### Task requirements:
A complete, exact retyping of the data below is required.

====== Information given ======

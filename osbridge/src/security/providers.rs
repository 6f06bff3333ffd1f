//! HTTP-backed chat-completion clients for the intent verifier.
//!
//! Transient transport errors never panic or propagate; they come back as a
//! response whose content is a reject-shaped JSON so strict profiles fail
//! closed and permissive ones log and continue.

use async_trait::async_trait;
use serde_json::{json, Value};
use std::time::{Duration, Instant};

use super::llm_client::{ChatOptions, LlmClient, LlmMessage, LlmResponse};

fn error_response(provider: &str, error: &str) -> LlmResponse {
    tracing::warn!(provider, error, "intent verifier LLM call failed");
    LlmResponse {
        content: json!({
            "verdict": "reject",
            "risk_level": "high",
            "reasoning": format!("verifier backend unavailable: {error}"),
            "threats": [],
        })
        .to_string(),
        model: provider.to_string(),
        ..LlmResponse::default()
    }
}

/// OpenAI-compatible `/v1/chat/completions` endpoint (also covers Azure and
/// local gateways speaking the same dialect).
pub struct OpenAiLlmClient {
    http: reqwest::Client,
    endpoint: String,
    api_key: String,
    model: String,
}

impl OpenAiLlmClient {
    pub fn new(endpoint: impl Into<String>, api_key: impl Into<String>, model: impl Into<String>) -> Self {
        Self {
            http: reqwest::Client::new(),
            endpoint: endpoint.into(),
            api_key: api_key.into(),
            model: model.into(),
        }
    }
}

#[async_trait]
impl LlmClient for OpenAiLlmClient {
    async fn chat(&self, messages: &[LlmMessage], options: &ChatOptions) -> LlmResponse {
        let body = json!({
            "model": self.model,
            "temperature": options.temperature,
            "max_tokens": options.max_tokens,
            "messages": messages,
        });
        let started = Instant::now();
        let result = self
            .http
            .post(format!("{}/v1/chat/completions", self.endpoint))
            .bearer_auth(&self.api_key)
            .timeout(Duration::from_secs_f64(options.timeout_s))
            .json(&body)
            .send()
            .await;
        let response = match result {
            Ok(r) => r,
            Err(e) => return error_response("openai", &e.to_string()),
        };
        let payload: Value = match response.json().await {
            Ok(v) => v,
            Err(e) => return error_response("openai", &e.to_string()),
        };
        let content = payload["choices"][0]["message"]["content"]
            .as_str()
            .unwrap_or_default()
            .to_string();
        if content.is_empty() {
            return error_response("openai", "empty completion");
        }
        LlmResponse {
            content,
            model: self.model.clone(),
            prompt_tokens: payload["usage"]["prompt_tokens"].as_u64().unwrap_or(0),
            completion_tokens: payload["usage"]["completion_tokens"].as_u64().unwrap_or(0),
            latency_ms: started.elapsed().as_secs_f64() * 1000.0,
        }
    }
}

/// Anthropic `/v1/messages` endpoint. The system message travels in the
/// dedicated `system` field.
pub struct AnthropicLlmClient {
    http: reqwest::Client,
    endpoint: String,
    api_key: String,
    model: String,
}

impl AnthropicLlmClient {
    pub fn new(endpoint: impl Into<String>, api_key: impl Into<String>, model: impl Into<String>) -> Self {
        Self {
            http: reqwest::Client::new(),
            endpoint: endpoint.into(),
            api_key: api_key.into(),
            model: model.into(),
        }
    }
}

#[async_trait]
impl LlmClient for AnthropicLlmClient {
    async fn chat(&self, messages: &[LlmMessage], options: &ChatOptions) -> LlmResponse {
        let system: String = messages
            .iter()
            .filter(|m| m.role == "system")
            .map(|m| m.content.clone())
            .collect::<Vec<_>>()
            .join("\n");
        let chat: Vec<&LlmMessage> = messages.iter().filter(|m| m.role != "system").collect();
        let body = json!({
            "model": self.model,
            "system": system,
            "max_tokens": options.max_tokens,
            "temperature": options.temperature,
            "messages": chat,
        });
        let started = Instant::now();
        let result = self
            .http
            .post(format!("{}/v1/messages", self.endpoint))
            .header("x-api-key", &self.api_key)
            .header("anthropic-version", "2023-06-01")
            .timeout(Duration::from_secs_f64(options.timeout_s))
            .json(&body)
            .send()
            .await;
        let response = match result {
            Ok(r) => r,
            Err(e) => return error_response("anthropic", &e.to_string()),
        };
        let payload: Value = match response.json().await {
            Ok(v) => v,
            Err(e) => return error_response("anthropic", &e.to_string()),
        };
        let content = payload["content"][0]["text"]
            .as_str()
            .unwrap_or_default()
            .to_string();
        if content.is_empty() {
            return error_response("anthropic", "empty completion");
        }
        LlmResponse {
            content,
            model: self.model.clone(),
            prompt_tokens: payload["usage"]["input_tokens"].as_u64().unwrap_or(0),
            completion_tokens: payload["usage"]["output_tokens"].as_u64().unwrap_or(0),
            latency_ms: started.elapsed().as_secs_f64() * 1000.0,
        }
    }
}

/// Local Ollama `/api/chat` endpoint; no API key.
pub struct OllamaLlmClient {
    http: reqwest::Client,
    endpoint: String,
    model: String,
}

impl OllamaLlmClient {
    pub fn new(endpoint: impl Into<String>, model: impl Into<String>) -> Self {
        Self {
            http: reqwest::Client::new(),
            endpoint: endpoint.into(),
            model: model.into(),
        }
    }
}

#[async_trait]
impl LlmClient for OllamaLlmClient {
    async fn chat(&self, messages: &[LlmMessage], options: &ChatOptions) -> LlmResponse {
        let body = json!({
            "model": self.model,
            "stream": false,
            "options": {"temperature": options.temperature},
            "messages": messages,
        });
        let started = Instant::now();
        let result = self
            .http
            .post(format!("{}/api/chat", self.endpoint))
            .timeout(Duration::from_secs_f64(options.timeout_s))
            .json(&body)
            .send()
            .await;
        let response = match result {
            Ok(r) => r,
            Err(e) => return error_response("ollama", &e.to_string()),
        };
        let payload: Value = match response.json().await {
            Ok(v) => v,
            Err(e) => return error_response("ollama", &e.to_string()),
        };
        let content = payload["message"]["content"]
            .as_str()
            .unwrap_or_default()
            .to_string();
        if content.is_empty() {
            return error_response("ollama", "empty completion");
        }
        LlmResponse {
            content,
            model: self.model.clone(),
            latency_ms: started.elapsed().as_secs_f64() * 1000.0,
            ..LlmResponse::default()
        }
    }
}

======

### The answer:
filename osbridge/src/security/providers.rs
repository 6f06bff3333ffd1f
//! HTTP-backed chat-completion clients for the intent verifier.
//!
//! Transient transport errors never panic or propagate; they come back as a
//! response whose content is a reject-shaped JSON so strict profiles fail
//! closed and permissive ones log and continue.

use async_trait::async_trait;
use serde_json::{json, Value};
use std::time::{Duration, Instant};

use super::llm_client::{ChatOptions, LlmClient, LlmMessage, LlmResponse};

fn error_response(provider: &str, error: &str) -> LlmResponse {
    tracing::warn!(provider, error, "intent verifier LLM call failed");
    LlmResponse {
        content: json!({
            "verdict": "reject",
            "risk_level": "high",
            "reasoning": format!("verifier backend unavailable: {error}"),
            "threats": [],
        })
        .to_string(),
        model: provider.to_string(),
        ..LlmResponse::default()
    }
}

/// OpenAI-compatible `/v1/chat/completions` endpoint (also covers Azure and
/// local gateways speaking the same dialect).
pub struct OpenAiLlmClient {
    http: reqwest::Client,
    endpoint: String,
    api_key: String,
    model: String,
}

impl OpenAiLlmClient {
    pub fn new(endpoint: impl Into<String>, api_key: impl Into<String>, model: impl Into<String>) -> Self {
        Self {
            http: reqwest::Client::new(),
            endpoint: endpoint.into(),
            api_key: api_key.into(),
            model: model.into(),
        }
    }
}

#[async_trait]
impl LlmClient for OpenAiLlmClient {
    async fn chat(&self, messages: &[LlmMessage], options: &ChatOptions) -> LlmResponse {
        let body = json!({
            "model": self.model,
            "temperature": options.temperature,
            "max_tokens": options.max_tokens,
            "messages": messages,
        });
        let started = Instant::now();
        let result = self
            .http
            .post(format!("{}/v1/chat/completions", self.endpoint))
            .bearer_auth(&self.api_key)
            .timeout(Duration::from_secs_f64(options.timeout_s))
            .json(&body)
            .send()
            .await;
        let response = match result {
            Ok(r) => r,
            Err(e) => return error_response("openai", &e.to_string()),
        };
        let payload: Value = match response.json().await {
            Ok(v) => v,
            Err(e) => return error_response("openai", &e.to_string()),
        };
        let content = payload["choices"][0]["message"]["content"]
            .as_str()
            .unwrap_or_default()
            .to_string();
        if content.is_empty() {
            return error_response("openai", "empty completion");
        }
        LlmResponse {
            content,
            model: self.model.clone(),
            prompt_tokens: payload["usage"]["prompt_tokens"].as_u64().unwrap_or(0),
            completion_tokens: payload["usage"]["completion_tokens"].as_u64().unwrap_or(0),
            latency_ms: started.elapsed().as_secs_f64() * 1000.0,
        }
    }
}

/// Anthropic `/v1/messages` endpoint. The system message travels in the
/// dedicated `system` field.
pub struct AnthropicLlmClient {
    http: reqwest::Client,
    endpoint: String,
    api_key: String,
    model: String,
}

impl AnthropicLlmClient {
    pub fn new(endpoint: impl Into<String>, api_key: impl Into<String>, model: impl Into<String>) -> Self {
        Self {
            http: reqwest::Client::new(),
            endpoint: endpoint.into(),
            api_key: api_key.into(),
            model: model.into(),
        }
    }
}

#[async_trait]
impl LlmClient for AnthropicLlmClient {
    async fn chat(&self, messages: &[LlmMessage], options: &ChatOptions) -> LlmResponse {
        let system: String = messages
            .iter()
            .filter(|m| m.role == "system")
            .map(|m| m.content.clone())
            .collect::<Vec<_>>()
            .join("\n");
        let chat: Vec<&LlmMessage> = messages.iter().filter(|m| m.role != "system").collect();
        let body = json!({
            "model": self.model,
            "system": system,
            "max_tokens": options.max_tokens,
            "temperature": options.temperature,
            "messages": chat,
        });
        let started = Instant::now();
        let result = self
            .http
            .post(format!("{}/v1/messages", self.endpoint))
            .header("x-api-key", &self.api_key)
            .header("anthropic-version", "2023-06-01")
            .timeout(Duration::from_secs_f64(options.timeout_s))
            .json(&body)
            .send()
            .await;
        let response = match result {
            Ok(r) => r,
            Err(e) => return error_response("anthropic", &e.to_string()),
        };
        let payload: Value = match response.json().await {
            Ok(v) => v,
            Err(e) => return error_response("anthropic", &e.to_string()),
        };
        let content = payload["content"][0]["text"]
            .as_str()
            .unwrap_or_default()
            .to_string();
        if content.is_empty() {
            return error_response("anthropic", "empty completion");
        }
        LlmResponse {
            content,
            model: self.model.clone(),
            prompt_tokens: payload["usage"]["input_tokens"].as_u64().unwrap_or(0),
            completion_tokens: payload["usage"]["output_tokens"].as_u64().unwrap_or(0),
            latency_ms: started.elapsed().as_secs_f64() * 1000.0,
        }
    }
}

/// Local Ollama `/api/chat` endpoint; no API key.
pub struct OllamaLlmClient {
    http: reqwest::Client,
    endpoint: String,
    model: String,
}

impl OllamaLlmClient {
    pub fn new(endpoint: impl Into<String>, model: impl Into<String>) -> Self {
        Self {
            http: reqwest::Client::new(),
            endpoint: endpoint.into(),
            model: model.into(),
        }
    }
}

#[async_trait]
impl LlmClient for OllamaLlmClient {
    async fn chat(&self, messages: &[LlmMessage], options: &ChatOptions) -> LlmResponse {
        let body = json!({
            "model": self.model,
            "stream": false,
            "options": {"temperature": options.temperature},
            "messages": messages,
        });
        let started = Instant::now();
        let result = self
            .http
            .post(format!("{}/api/chat", self.endpoint))
            .timeout(Duration::from_secs_f64(options.timeout_s))
            .json(&body)
            .send()
            .await;
        let response = match result {
            Ok(r) => r,
            Err(e) => return error_response("ollama", &e.to_string()),
        };
        let payload: Value = match response.json().await {
            Ok(v) => v,
            Err(e) => return error_response("ollama", &e.to_string()),
        };
        let content = payload["message"]["content"]
            .as_str()
            .unwrap_or_default()
            .to_string();
        if content.is_empty() {
            return error_response("ollama", "empty completion");
        }
        LlmResponse {
            content,
            model: self.model.clone(),
            latency_ms: started.elapsed().as_secs_f64() * 1000.0,
            ..LlmResponse::default()
        }
    }
}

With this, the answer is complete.